_Required action_
Report every line of the entries that contains the word "series".

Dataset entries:

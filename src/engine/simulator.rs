use crate::data::Bar;
use crate::engine::backtest::BacktestConfig;
use crate::error::ValidationError;
use crate::metrics::{calculate_equity_curve, EquityPoint};
use crate::portfolio::{Account, Position, Trade};
use crate::strategy::Action;

//output of a single simulation run
#[derive(Debug, Clone)]
pub struct SimulationResult {
    //one point per bar
    pub equity_curve: Vec<EquityPoint>,

    //closed trades in exit order
    pub trades: Vec<Trade>,

    //position still open after the last bar, if any
    pub open_position: Option<Position>,

    pub final_cash: f64,
}

//sequential flat/long state machine over (bar, action) pairs
//bars are consumed strictly in order; each step depends on the previous cash and position
#[derive(Debug, Clone)]
pub struct TradeSimulator {
    config: BacktestConfig,
}

impl TradeSimulator {
    pub fn new(config: BacktestConfig) -> Result<Self, ValidationError> {
        config.validate()?;
        Ok(TradeSimulator { config })
    }

    pub fn config(&self) -> &BacktestConfig {
        &self.config
    }

    //runs the simulation; the whole input is validated before any bar is processed
    pub fn run(&self, bars: &[Bar], actions: &[Action]) -> Result<SimulationResult, ValidationError> {
        validate_inputs(bars, actions)?;

        let mut account = Account::new(self.config.initial_balance, self.config.fee_rate);
        let mut samples = Vec::with_capacity(bars.len());

        for (index, (bar, action)) in bars.iter().zip(actions).enumerate() {
            match action {
                Action::Buy => {
                    if account.open_long(bar.timestamp, index, bar.close) {
                        tracing::debug!(
                            bar = index,
                            price = bar.close,
                            cash = account.cash,
                            "opened long"
                        );
                    }
                }
                Action::Sell => {
                    if let Some(trade) = account.close_long(bar.timestamp, index, bar.close) {
                        tracing::debug!(
                            bar = index,
                            entry = trade.entry_price,
                            exit = trade.exit_price,
                            pnl = trade.pnl,
                            "closed long"
                        );
                    }
                }
                //redundant buys/sells above and holds are no-ops
                Action::Hold => {}
            }

            samples.push((bar.timestamp, account.equity(bar.close), !account.is_flat()));
        }

        let open_position = account.position().cloned();
        if let (Some(position), Some(last)) = (&open_position, bars.last()) {
            tracing::debug!(
                entry = position.entry_price,
                mark = last.close,
                unrealized_pnl = position.unrealized_pnl(last.close),
                "position open at end of data"
            );
        }

        Ok(SimulationResult {
            equity_curve: calculate_equity_curve(&samples),
            trades: account.trade_log,
            open_position,
            final_cash: account.cash,
        })
    }
}

fn validate_inputs(bars: &[Bar], actions: &[Action]) -> Result<(), ValidationError> {
    if bars.is_empty() {
        return Err(ValidationError::EmptySeries { series: "bars" });
    }

    if bars.len() != actions.len() {
        return Err(ValidationError::Misaligned {
            bars: bars.len(),
            actions: actions.len(),
        });
    }

    for (index, bar) in bars.iter().enumerate() {
        if bar.close.is_nan() {
            return Err(ValidationError::MissingField {
                field: "close",
                index,
            });
        }

        if !bar.close.is_finite() || bar.close <= 0.0 {
            return Err(ValidationError::InvalidField {
                field: "close",
                index,
                reason: format!("price must be positive, got {}", bar.close),
            });
        }

        if index > 0 && bar.timestamp <= bars[index - 1].timestamp {
            return Err(ValidationError::NonMonotonic { index });
        }
    }

    Ok(())
}
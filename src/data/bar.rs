use chrono::{DateTime, Utc};
use serde::{Deserialize, Serialize};

//represents a single priced bar of market data
//close is required, the rest is optional for the simulation core
//a nan close marks a missing value and is rejected before simulation
#[derive(Debug, Clone, Serialize, Deserialize, PartialEq)]
pub struct Bar {
    pub timestamp: DateTime<Utc>,
    pub open: Option<f64>,
    pub high: Option<f64>,
    pub low: Option<f64>,
    pub close: f64,
    pub volume: Option<f64>,
    //indicator driving signal generation (eg relative return strength)
    pub indicator: Option<f64>,
}

impl Bar {
    //creates a bar with only a close price
    pub fn new(timestamp: DateTime<Utc>, close: f64) -> Self {
        Bar {
            timestamp,
            open: None,
            high: None,
            low: None,
            close,
            volume: None,
            indicator: None,
        }
    }

    //sets the indicator value
    pub fn with_indicator(mut self, indicator: f64) -> Self {
        self.indicator = Some(indicator);
        self
    }

    //sets the optional ohlv fields
    pub fn with_ohlv(
        mut self,
        open: Option<f64>,
        high: Option<f64>,
        low: Option<f64>,
        volume: Option<f64>,
    ) -> Self {
        self.open = open;
        self.high = high;
        self.low = low;
        self.volume = volume;
        self
    }
}

//extracts the close price series
pub fn closes(bars: &[Bar]) -> Vec<f64> {
    bars.iter().map(|bar| bar.close).collect()
}

#[cfg(test)]
mod tests {
    use super::*;
    use chrono::TimeZone;

    #[test]
    fn builder_sets_optional_fields() {
        let ts = Utc.with_ymd_and_hms(2023, 1, 1, 0, 0, 0).unwrap();
        let bar = Bar::new(ts, 101.0)
            .with_indicator(1.03)
            .with_ohlv(Some(100.0), Some(102.0), Some(99.5), None);

        assert_eq!(bar.close, 101.0);
        assert_eq!(bar.indicator, Some(1.03));
        assert_eq!(bar.high, Some(102.0));
        assert_eq!(bar.volume, None);
        assert_eq!(closes(&[bar]), vec![101.0]);
    }
}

_Response to the task_
        return Err(ValidationError::EmptySeries { series: "bars" });
//extracts the close price series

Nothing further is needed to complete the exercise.